Картотека собиралась восемь лет. Начал он в университете, на третьем курсе, первым стал рассказ о солнечном затмении. Последнюю карточку он вложил в эту коробку, когда понял… Что он понял тогда? Понял, что частную задачу решить не может, и нужно, согласно общей теории решения задач, взяться за проблему, более общую. Оставить в покое цель и заняться надцелью. Тогда он сделал шаг, которого от него не ждали – перешел из «Каскада» в Институт физики, где и проработал пятнадцать лет. «Каскад» свое назначение выполнил – Роман поездил по Союзу немало, налаживая электронную аппаратуру. Из каждой командировки привозил новые записи для картотеки, новые мысли и идеи, а затем и новые вопросы для тестов – методику выявления ведьм он совершенствовал постоянно. Конкретное тестирование заняло три года. Ему было тогда двадцать семь, а Галке, кажется, лет двадцать. Как она попала в их компанию, Р.М. не помнил. В компании всегда кто-то появлялся, а кто-то исчезал надолго или навсегда.

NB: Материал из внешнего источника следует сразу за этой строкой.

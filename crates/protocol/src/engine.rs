//! Adaptor engine over swap proposals.
//!
//! The proposer pre-signs the give artifact once per unit of value, each
//! pre-signature locked to a commitment `T` to the counterparty's signature
//! over that unit's lock message (the take artifact id, or the P2PK spend
//! message of a cashu proof). Completing the give artifact needs the
//! counterparty's signature scalar `t`; publishing it reveals `t` to the
//! proposer, which is exactly the take-side signature.

use adaptor::schnorr::{self, AdaptorSignature, Commitment};
use adaptor::{EngineConfig, Point, Scalar};
use secp256k1::schnorr::Signature;
use sigswap_cashu::{spend_message, Proof};
use sigswap_nostr::{public_key_hex, Event};
use tracing::{debug, warn};

use crate::swap::Swap;
use crate::types::{Adaptor, Proposal, SigSpec};
use crate::{ProtocolError, Result};

/// One unit of value locked by one adaptor.
#[derive(Clone, Copy, Debug, PartialEq, Eq)]
pub struct LockUnit {
    /// The message the counterparty's take signature commits to.
    pub message: [u8; 32],
    /// `hash_to_curve(secret)` of the locked proof, for cashu units.
    pub y: Option<Point>,
}

/// The units locked by a swap: the take artifact for a nostr take, one per
/// proof for a cashu take.
///
/// # Errors
///
/// Returns `ProtocolError::MissingProofs` for a cashu take without proofs.
pub fn lock_units(proposal: &Proposal, proofs: &[Proof]) -> Result<Vec<LockUnit>> {
    match &proposal.content.take {
        SigSpec::Nostr { .. } => Ok(vec![LockUnit {
            message: proposal.take_id()?,
            y: None,
        }]),
        SigSpec::Cashu { .. } => {
            if proofs.is_empty() {
                return Err(ProtocolError::MissingProofs);
            }
            proofs
                .iter()
                .map(|proof| {
                    Ok(LockUnit {
                        message: spend_message(&proof.secret),
                        y: Some(proof.y()?),
                    })
                })
                .collect()
        }
    }
}

fn x_only(key: &str) -> Result<[u8; 32]> {
    let bytes = hex::decode(key).map_err(adaptor::AdaptorError::from)?;
    bytes
        .try_into()
        .map_err(|_| ProtocolError::InvalidMessage(format!("expected x-only key: {key}")))
}

fn short(id: &str) -> &str {
    id.get(..8).unwrap_or(id)
}

fn ensure_key(key: &Scalar, owner: &str) -> Result<()> {
    if public_key_hex(key)? == owner {
        Ok(())
    } else {
        Err(ProtocolError::KeyMismatch(owner.to_string()))
    }
}

/// Computes the proposer's adaptors with the default [`EngineConfig`].
///
/// # Errors
///
/// See [`compute_adaptors_with_config`].
pub fn compute_adaptors(
    proposal: &Proposal,
    proofs: &[Proof],
    nonce: &str,
    key: &Scalar,
) -> Result<Vec<Adaptor>> {
    compute_adaptors_with_config(proposal, proofs, nonce, key, &EngineConfig::default())
}

/// Computes one adaptor per lock unit.
///
/// For every unit `T = lift_x(nonce) + H(nonce || P_c || m)·lift_x(P_c)`,
/// then the give artifact id is pre-signed with `key` locked to `T`.
///
/// # Errors
///
/// Returns `ProtocolError::MissingNonce` for an empty nonce,
/// `ProtocolError::KeyMismatch` if `key` is not the proposer's,
/// `ProtocolError::UnsupportedSpecType` unless the give side is a nostr
/// event, and `ProtocolError::Adaptor` for malformed points or an exhausted
/// nonce search.
pub fn compute_adaptors_with_config(
    proposal: &Proposal,
    proofs: &[Proof],
    nonce: &str,
    key: &Scalar,
    config: &EngineConfig,
) -> Result<Vec<Adaptor>> {
    if nonce.is_empty() {
        return Err(ProtocolError::MissingNonce);
    }
    ensure_key(key, proposal.proposer())?;

    let give_id = proposal.give_id()?;
    let nonce = x_only(nonce)?;
    let counterparty = x_only(&proposal.counterparty)?;

    let adaptors = lock_units(proposal, proofs)?
        .iter()
        .map(|unit| {
            let t = schnorr::commitment_point(&nonce, &counterparty, &unit.message)?;
            let pre_sig = schnorr::pre_sign(key, &give_id, &t, config)?;
            Ok(Adaptor::new(&pre_sig, unit.y.as_ref()))
        })
        .collect::<Result<Vec<_>>>()?;

    debug!(
        swap = %short(proposal.id()),
        count = adaptors.len(),
        "computed adaptors"
    );
    Ok(adaptors)
}

/// Checks every adaptor against the proposer's key and the give artifact.
///
/// An empty set is invalid, and a nostr take must be locked by exactly one
/// adaptor. Malformed adaptors make the set invalid rather than failing.
///
/// # Errors
///
/// Returns `ProtocolError::UnsupportedSpecType` unless the give side is a
/// nostr event.
pub fn verify_adaptors(proposal: &Proposal, adaptors: &[Adaptor]) -> Result<bool> {
    let give_id = proposal.give_id()?;

    if adaptors.is_empty() {
        warn!(swap = %short(proposal.id()), "empty adaptor set");
        return Ok(false);
    }
    if matches!(proposal.content.take, SigSpec::Nostr { .. }) && adaptors.len() != 1 {
        warn!(
            swap = %short(proposal.id()),
            count = adaptors.len(),
            "nostr take needs exactly one adaptor"
        );
        return Ok(false);
    }
    let Ok(signer) = x_only(proposal.proposer()) else {
        return Ok(false);
    };

    for (index, adaptor) in adaptors.iter().enumerate() {
        let valid = adaptor
            .signature()
            .is_ok_and(|pre_sig| schnorr::pre_verify(&signer, &give_id, &pre_sig));
        if !valid {
            warn!(swap = %short(proposal.id()), index, "adaptor failed verification");
            return Ok(false);
        }
    }
    Ok(true)
}

/// The nonce holder's check: besides [`verify_adaptors`], every `T` must be
/// the commitment to its own signature over the matching unit, and every
/// cashu adaptor must carry the proof's `Y`.
///
/// # Errors
///
/// Returns `ProtocolError::UnsupportedSpecType` unless the give side is a
/// nostr event, and `ProtocolError::MissingProofs` for a cashu take without
/// proofs.
pub fn verify_commitments(
    proposal: &Proposal,
    nonce: &str,
    adaptors: &[Adaptor],
    proofs: &[Proof],
) -> Result<bool> {
    if !verify_adaptors(proposal, adaptors)? {
        return Ok(false);
    }
    let units = lock_units(proposal, proofs)?;
    if units.len() != adaptors.len() {
        warn!(
            swap = %short(proposal.id()),
            expected = units.len(),
            got = adaptors.len(),
            "adaptor count does not match lock units"
        );
        return Ok(false);
    }

    let nonce = x_only(nonce)?;
    let counterparty = x_only(&proposal.counterparty)?;
    for (index, (unit, adaptor)) in units.iter().zip(adaptors).enumerate() {
        let expected = schnorr::commitment_point(&nonce, &counterparty, &unit.message)?;
        let committed = adaptor.signature().is_ok_and(|pre_sig| pre_sig.t == expected);
        let y_matches = match unit.y {
            None => true,
            Some(y) => adaptor
                .y
                .as_deref()
                .is_some_and(|encoded| Point::from_hex(encoded).is_ok_and(|p| p == y)),
        };
        if !committed || !y_matches {
            warn!(swap = %short(proposal.id()), index, "adaptor is not locked to our commitment");
            return Ok(false);
        }
    }
    Ok(true)
}

/// The counterparty's commitment for the unit its secret will unlock: the
/// public nonce to publish and the secret `t` that completes the first
/// adaptor.
///
/// Adaptors for further cashu proofs share the nonce, so their secrets are
/// never computed here: two of them would reveal `key`.
///
/// # Errors
///
/// Returns `ProtocolError::KeyMismatch` if `key` is not the counterparty's,
/// and `ProtocolError::MissingProofs` for a cashu take without proofs.
pub fn nonce_commitment(
    proposal: &Proposal,
    key: &Scalar,
    nonce_secret: &Scalar,
    proofs: &[Proof],
) -> Result<Commitment> {
    ensure_key(key, &proposal.counterparty)?;
    let unit = lock_units(proposal, proofs)?
        .into_iter()
        .next()
        .ok_or(ProtocolError::MissingProofs)?;
    Ok(schnorr::commit(key, nonce_secret, &unit.message)?)
}

/// Completes every adaptor with `secret`, yielding `(R + T).x || (s_a + t)`.
///
/// # Errors
///
/// Returns `ProtocolError::InvalidAdaptors` if the set does not verify.
pub fn complete_signatures(
    proposal: &Proposal,
    adaptors: &[Adaptor],
    secret: &Scalar,
) -> Result<Vec<Signature>> {
    if !verify_adaptors(proposal, adaptors)? {
        return Err(ProtocolError::InvalidAdaptors);
    }
    adaptors
        .iter()
        .map(|adaptor| Ok(schnorr::complete(&adaptor.signature()?, secret)?))
        .collect()
}

/// Recovers `t = s_give - s_a` from the published give artifact, using the
/// adaptor whose `(R + T).x` matches the artifact's signature nonce.
///
/// # Errors
///
/// Returns `ProtocolError::InvalidMessage` if `given` is not the give
/// artifact, and `ProtocolError::InvalidAdaptors` if no adaptor matches.
pub fn extract_secret(proposal: &Proposal, adaptors: &[Adaptor], given: &Event) -> Result<Scalar> {
    if proposal.given_hash().as_deref() != Some(given.id.as_str()) {
        return Err(ProtocolError::InvalidMessage(format!(
            "{} is not the given event of swap {}",
            given.id,
            proposal.id()
        )));
    }

    let sig = given.signature()?;
    let (_, pre_sig) = completed_adaptor(adaptors, &sig)?;
    Ok(schnorr::extract(&sig, &pre_sig.s_a)?)
}

/// The adaptor a completed signature was produced from: the one whose
/// `(R + T).x` is the signature's nonce. Returns its index and parsed form.
///
/// # Errors
///
/// Returns `ProtocolError::InvalidAdaptors` if no adaptor matches.
pub fn completed_adaptor(adaptors: &[Adaptor], sig: &Signature) -> Result<(usize, AdaptorSignature)> {
    let bytes = sig.serialize();
    adaptors
        .iter()
        .enumerate()
        .filter_map(|(index, adaptor)| adaptor.signature().ok().map(|pre_sig| (index, pre_sig)))
        .find(|(_, pre_sig)| {
            pre_sig
                .adapted_nonce()
                .is_ok_and(|r| r.x_bytes()[..] == bytes[..32])
        })
        .ok_or(ProtocolError::InvalidAdaptors)
}

/// The take-side signature `nonce || t`, recovered from the published give
/// artifact.
///
/// # Errors
///
/// Returns `ProtocolError::MissingNonce`, `ProtocolError::MissingGiven` or
/// `ProtocolError::MissingAdaptors` while the swap lacks them, otherwise see
/// [`extract_secret`].
pub fn extract_signature(swap: &Swap) -> Result<Signature> {
    let nonce = swap.nonce.as_deref().ok_or(ProtocolError::MissingNonce)?;
    let given = swap.given.as_ref().ok_or(ProtocolError::MissingGiven)?;
    let adaptors = swap
        .adaptors
        .as_deref()
        .filter(|adaptors| !adaptors.is_empty())
        .ok_or(ProtocolError::MissingAdaptors)?;

    let t = extract_secret(&swap.proposal, adaptors, given)?;
    Ok(schnorr::signature_from_parts(&x_only(nonce)?, &t)?)
}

Когда-то, пряча картотечный ящик вглубь секретера, он подумал, что работа эта научила его педантичности, тщательности в отборе материала, умению систематизировать и отсеивать факты. Педантичности оказалось мало для решения задачи, – так он решил, – но достаточно, чтобы написать роман. Потрясающую вещь о средневековье с жуткими, леденящими кровь подробностями.
Вот, например…
В 1587 году в небольшом кастильском городе Паленсия судили ведьму – молодую красивую женщину по имени Долорес. Судили по стандартному в то время обвинению – за связь с дьяволом. Особое совещание – тогда, впрочем, этот орган назывался иначе – приговорило женщину к стандартному по тем временам приговору: изгнанию нечистой силы и сожжению. Бесконтрольная власть во все эпохи приводила к одинаковым результатам – келейности вынесения судебных решений, отсутствию у подсудимого защиты, предопределенности всей процедуры, которая ускорялась настолько, что превращалась в простой и тривиальный до обыденности акт лишения жизни. Ах, тебя видел Хозе Герреро в обнимку с Сатаной? В костер. На плаху. На виселицу. И практически всегда – ни за что. Роман решил даже как-то, что ведьмами были женщины. Женщины, которые осмеливались остаться гордыми. На востоке, где женщины носили чадру, их не убивали с таким ожесточением. А на цивилизованном Западе…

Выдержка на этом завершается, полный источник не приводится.